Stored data
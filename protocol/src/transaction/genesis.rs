//! Genesis and Payment: the two legacy-only transaction shapes.
//!
//! Both shapes prepend three zero bytes to the canonical body before any
//! hashing or signing. Genesis goes further: it is not signed by any key,
//! so its "signature" is the padded-body hash duplicated into both halves
//! of the 64-byte field. These are intentional historical compatibility
//! behaviors; changing them would change every early chain identifier.

use crate::codec::{ByteReader, ByteWriter};
use crate::config::{Scheme, SIGNATURE_SIZE};
use crate::crypto::{self, fast_hash, Digest, PublicKey, SecretKey, Signature};
use crate::error::{CryptoError, DecodeError, Error, ValidationError};
use crate::identity::Address;
use crate::transaction::fields::{check_long, check_positive_long};
use crate::transaction::{Transactional, TransactionType};

/// Number of zero bytes prepended to legacy-only bodies before hashing.
const LEGACY_PAD: usize = 3;

fn pad_body(body: &[u8]) -> Vec<u8> {
    let mut padded = vec![0u8; LEGACY_PAD + body.len()];
    padded[LEGACY_PAD..].copy_from_slice(body);
    padded
}

// ---------------------------------------------------------------------------
// Genesis
// ---------------------------------------------------------------------------

/// Initial token allocation recorded in the first block.
#[derive(Debug, Clone, PartialEq, Eq, serde::Serialize, serde::Deserialize)]
pub struct Genesis {
    #[serde(skip_serializing_if = "Option::is_none")]
    pub id: Option<Digest>,
    #[serde(skip_serializing_if = "Option::is_none")]
    pub signature: Option<Signature>,
    pub timestamp: u64,
    pub recipient: Address,
    pub amount: u64,
}

impl Genesis {
    /// Builds the allocation and immediately derives its pseudo-signature
    /// and identifier; genesis values have no unsigned stage worth keeping.
    pub fn new(timestamp: u64, recipient: Address, amount: u64) -> Self {
        let mut tx = Self {
            id: None,
            signature: None,
            timestamp,
            recipient,
            amount,
        };
        tx.generate_sig_and_id();
        tx
    }

    fn write_body(&self, w: &mut ByteWriter) {
        w.write_u8(TransactionType::Genesis.to_byte());
        w.write_u64(self.timestamp);
        self.recipient.write_to(w);
        w.write_u64(self.amount);
    }

    /// Derives the duplicated-hash pseudo-signature and the identifier from
    /// the zero-padded body.
    pub fn generate_sig_and_id(&mut self) {
        let mut w = ByteWriter::new();
        self.write_body(&mut w);
        let digest = fast_hash(&pad_body(w.as_slice()));
        let mut sig = [0u8; SIGNATURE_SIZE];
        sig[..32].copy_from_slice(&digest);
        sig[32..].copy_from_slice(&digest);
        self.signature = Some(Signature::new(sig));
        self.id = Some(Digest::new(digest));
    }

    pub fn unmarshal_binary(data: &[u8], _scheme: Scheme) -> Result<Self, Error> {
        let mut r = ByteReader::new(data);
        let type_byte = r.read_u8()?;
        if type_byte != TransactionType::Genesis.to_byte() {
            return Err(DecodeError::Malformed {
                entity: "genesis transaction",
                reason: format!("unexpected type byte {type_byte}"),
            }
            .into());
        }
        let timestamp = r.read_u64()?;
        let recipient = Address::read_from(&mut r)?;
        let amount = r.read_u64()?;
        r.expect_end()?;
        Ok(Self::new(timestamp, recipient, amount))
    }
}

impl Transactional for Genesis {
    fn tx_type(&self) -> TransactionType {
        TransactionType::Genesis
    }

    fn version(&self) -> u8 {
        1
    }

    fn id(&self) -> Option<&Digest> {
        self.id.as_ref()
    }

    fn body_bytes(&self, _scheme: Scheme) -> Result<Vec<u8>, Error> {
        let mut w = ByteWriter::new();
        self.write_body(&mut w);
        Ok(w.into_vec())
    }

    /// Genesis is keyless: signing regenerates the pseudo-signature and
    /// ignores the secret key.
    fn sign(&mut self, _scheme: Scheme, _secret_key: &SecretKey) -> Result<(), Error> {
        self.generate_sig_and_id();
        Ok(())
    }

    fn verify(&self, scheme: Scheme, _public_key: &PublicKey) -> Result<bool, Error> {
        let stored = self
            .signature
            .ok_or(CryptoError::MissingSignature("genesis transaction"))?;
        let body = self.body_bytes(scheme)?;
        let digest = fast_hash(&pad_body(&body));
        let mut expected = [0u8; SIGNATURE_SIZE];
        expected[..32].copy_from_slice(&digest);
        expected[32..].copy_from_slice(&digest);
        Ok(stored == Signature::new(expected))
    }

    fn generate_id(&mut self, scheme: Scheme) -> Result<(), Error> {
        if self.id.is_none() {
            let body = self.body_bytes(scheme)?;
            self.id = Some(Digest::new(fast_hash(&pad_body(&body))));
        }
        Ok(())
    }

    fn validate(&self, _scheme: Scheme) -> Result<(), ValidationError> {
        check_positive_long("amount", self.amount)?;
        check_long("timestamp", self.timestamp)?;
        if !self.recipient.valid() {
            return Err(ValidationError::InvalidAddress);
        }
        Ok(())
    }

    /// The wire form is the body alone: the pseudo-signature is always
    /// recomputable, so it never travels.
    fn marshal_binary(&self, scheme: Scheme) -> Result<Vec<u8>, Error> {
        self.body_bytes(scheme)
    }
}

// ---------------------------------------------------------------------------
// Payment
// ---------------------------------------------------------------------------

/// The original single-recipient value transfer, predating Transfer.
#[derive(Debug, Clone, PartialEq, Eq, serde::Serialize, serde::Deserialize)]
pub struct Payment {
    #[serde(skip_serializing_if = "Option::is_none")]
    pub id: Option<Digest>,
    #[serde(skip_serializing_if = "Option::is_none")]
    pub signature: Option<Signature>,
    pub sender_pk: PublicKey,
    pub recipient: Address,
    pub amount: u64,
    pub fee: u64,
    pub timestamp: u64,
}

impl Payment {
    pub fn new(
        sender_pk: PublicKey,
        recipient: Address,
        amount: u64,
        fee: u64,
        timestamp: u64,
    ) -> Self {
        Self {
            id: None,
            signature: None,
            sender_pk,
            recipient,
            amount,
            fee,
            timestamp,
        }
    }

    fn write_body(&self, w: &mut ByteWriter) {
        w.write_u8(TransactionType::Payment.to_byte());
        w.write_u64(self.timestamp);
        w.write_bytes(self.sender_pk.as_bytes());
        self.recipient.write_to(w);
        w.write_u64(self.amount);
        w.write_u64(self.fee);
    }

    pub fn unmarshal_binary(data: &[u8], scheme: Scheme) -> Result<Self, Error> {
        let mut r = ByteReader::new(data);
        let type_byte = r.read_u8()?;
        if type_byte != TransactionType::Payment.to_byte() {
            return Err(DecodeError::Malformed {
                entity: "payment transaction",
                reason: format!("unexpected type byte {type_byte}"),
            }
            .into());
        }
        let timestamp = r.read_u64()?;
        let sender_pk = PublicKey::new(r.read_array()?);
        let recipient = Address::read_from(&mut r)?;
        let amount = r.read_u64()?;
        let fee = r.read_u64()?;
        let signature = Signature::new(r.read_array()?);
        r.expect_end()?;

        let mut tx = Self::new(sender_pk, recipient, amount, fee, timestamp);
        tx.signature = Some(signature);
        tx.generate_id(scheme)?;
        Ok(tx)
    }
}

impl Transactional for Payment {
    fn tx_type(&self) -> TransactionType {
        TransactionType::Payment
    }

    fn version(&self) -> u8 {
        1
    }

    fn id(&self) -> Option<&Digest> {
        self.id.as_ref()
    }

    fn body_bytes(&self, _scheme: Scheme) -> Result<Vec<u8>, Error> {
        let mut w = ByteWriter::new();
        self.write_body(&mut w);
        Ok(w.into_vec())
    }

    fn sign(&mut self, scheme: Scheme, secret_key: &SecretKey) -> Result<(), Error> {
        let padded = pad_body(&self.body_bytes(scheme)?);
        self.signature = Some(crypto::sign(secret_key, &padded));
        self.id = Some(Digest::new(fast_hash(&padded)));
        Ok(())
    }

    fn verify(&self, scheme: Scheme, public_key: &PublicKey) -> Result<bool, Error> {
        let signature = self
            .signature
            .ok_or(CryptoError::MissingSignature("payment transaction"))?;
        let padded = pad_body(&self.body_bytes(scheme)?);
        Ok(crypto::verify(public_key, &signature, &padded))
    }

    fn generate_id(&mut self, scheme: Scheme) -> Result<(), Error> {
        if self.id.is_none() {
            let padded = pad_body(&self.body_bytes(scheme)?);
            self.id = Some(Digest::new(fast_hash(&padded)));
        }
        Ok(())
    }

    fn validate(&self, _scheme: Scheme) -> Result<(), ValidationError> {
        check_positive_long("amount", self.amount)?;
        check_positive_long("fee", self.fee)?;
        check_long("timestamp", self.timestamp)?;
        if !self.recipient.valid() {
            return Err(ValidationError::InvalidAddress);
        }
        Ok(())
    }

    fn marshal_binary(&self, scheme: Scheme) -> Result<Vec<u8>, Error> {
        let signature = self
            .signature
            .ok_or(CryptoError::MissingSignature("payment transaction"))?;
        let mut w = ByteWriter::new();
        self.write_body(&mut w);
        w.write_bytes(signature.as_bytes());
        Ok(w.into_vec())
    }
}

#[cfg(test)]
mod tests {
    use super::*;
    use crate::config::TESTNET_SCHEME;
    use crate::crypto::Keypair;

    fn recipient() -> Address {
        Address::from_public_key(TESTNET_SCHEME, &Keypair::from_seed(&[2u8; 32]).public_key())
    }

    #[test]
    fn genesis_pseudo_signature_is_duplicated_hash() {
        let tx = Genesis::new(1_558_213_875_001, recipient(), 100_000_000);
        let sig = tx.signature.unwrap();
        assert_eq!(sig.as_bytes()[..32], sig.as_bytes()[32..]);
        assert_eq!(tx.id.unwrap().as_bytes(), &sig.as_bytes()[..32]);
    }

    #[test]
    fn genesis_id_uses_zero_padded_body() {
        let tx = Genesis::new(1, recipient(), 10);
        let body = tx.body_bytes(TESTNET_SCHEME).unwrap();
        let unpadded = fast_hash(&body);
        assert_ne!(tx.id.unwrap().as_bytes(), &unpadded, "padding must matter");

        let mut padded = vec![0u8; 3];
        padded.extend_from_slice(&body);
        assert_eq!(tx.id.unwrap().as_bytes(), &fast_hash(&padded));
    }

    #[test]
    fn genesis_roundtrip() {
        let tx = Genesis::new(1_558_213_875_001, recipient(), 9_000_000);
        let bytes = tx.marshal_binary(TESTNET_SCHEME).unwrap();
        let back = Genesis::unmarshal_binary(&bytes, TESTNET_SCHEME).unwrap();
        assert_eq!(back, tx);
        assert!(back.verify(TESTNET_SCHEME, &Keypair::generate().public_key()).unwrap());
    }

    #[test]
    fn genesis_wire_has_no_signature() {
        let tx = Genesis::new(7, recipient(), 10);
        // type(1) + timestamp(8) + recipient(26) + amount(8)
        assert_eq!(tx.marshal_binary(TESTNET_SCHEME).unwrap().len(), 43);
    }

    #[test]
    fn genesis_truncated_input_errors() {
        let tx = Genesis::new(7, recipient(), 10);
        let bytes = tx.marshal_binary(TESTNET_SCHEME).unwrap();
        for cut in 0..bytes.len() {
            assert!(Genesis::unmarshal_binary(&bytes[..cut], TESTNET_SCHEME).is_err());
        }
    }

    #[test]
    fn payment_sign_verify_roundtrip() {
        let kp = Keypair::generate();
        let mut tx = Payment::new(kp.public_key(), recipient(), 500, 1, 1_558_213_875_001);
        assert!(tx.id.is_none());
        tx.sign(TESTNET_SCHEME, &kp.secret_key()).unwrap();
        assert!(tx.id.is_some());
        assert!(tx.verify(TESTNET_SCHEME, &kp.public_key()).unwrap());
        assert!(!tx.verify(TESTNET_SCHEME, &Keypair::generate().public_key()).unwrap());
    }

    #[test]
    fn payment_signature_covers_padded_body() {
        let kp = Keypair::generate();
        let mut tx = Payment::new(kp.public_key(), recipient(), 500, 1, 42);
        tx.sign(TESTNET_SCHEME, &kp.secret_key()).unwrap();

        let body = tx.body_bytes(TESTNET_SCHEME).unwrap();
        let sig = tx.signature.unwrap();
        assert!(!crypto::verify(&kp.public_key(), &sig, &body));
        let mut padded = vec![0u8; 3];
        padded.extend_from_slice(&body);
        assert!(crypto::verify(&kp.public_key(), &sig, &padded));
    }

    #[test]
    fn payment_binary_roundtrip_recomputes_id() {
        let kp = Keypair::generate();
        let mut tx = Payment::new(kp.public_key(), recipient(), 500, 1, 42);
        tx.sign(TESTNET_SCHEME, &kp.secret_key()).unwrap();
        let bytes = tx.marshal_binary(TESTNET_SCHEME).unwrap();
        let back = Payment::unmarshal_binary(&bytes, TESTNET_SCHEME).unwrap();
        assert_eq!(back, tx);
        assert_eq!(back.id, tx.id);
    }

    #[test]
    fn payment_unsigned_cannot_marshal() {
        let kp = Keypair::generate();
        let tx = Payment::new(kp.public_key(), recipient(), 500, 1, 42);
        assert!(matches!(
            tx.marshal_binary(TESTNET_SCHEME),
            Err(Error::Crypto(CryptoError::MissingSignature(_)))
        ));
    }

    #[test]
    fn payment_validation_rules() {
        let kp = Keypair::generate();
        let ok = Payment::new(kp.public_key(), recipient(), 500, 1, 42);
        assert!(ok.validate(TESTNET_SCHEME).is_ok());

        let zero_amount = Payment::new(kp.public_key(), recipient(), 0, 1, 42);
        assert!(matches!(
            zero_amount.validate(TESTNET_SCHEME),
            Err(ValidationError::NonPositive { field: "amount" })
        ));

        let huge_fee = Payment::new(kp.public_key(), recipient(), 1, u64::MAX, 42);
        assert!(matches!(
            huge_fee.validate(TESTNET_SCHEME),
            Err(ValidationError::TooBig { field: "fee", .. })
        ));
    }

    #[test]
    fn generate_id_is_idempotent() {
        let kp = Keypair::generate();
        let mut tx = Payment::new(kp.public_key(), recipient(), 500, 1, 42);
        tx.generate_id(TESTNET_SCHEME).unwrap();
        let first = tx.id;
        tx.generate_id(TESTNET_SCHEME).unwrap();
        assert_eq!(tx.id, first);
    }
}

## PROBLEM REQUIREMENTS:
The answer is the records above restated word for word from their opening line through the line that holds "hashing or signing.", both included, and nothing else.

## EXPECTED ANSWER:
filename protocol/src/transaction/genesis.rs
//! Genesis and Payment: the two legacy-only transaction shapes.
//!
//! Both shapes prepend three zero bytes to the canonical body before any
//! hashing or signing. Genesis goes further: it is not signed by any key,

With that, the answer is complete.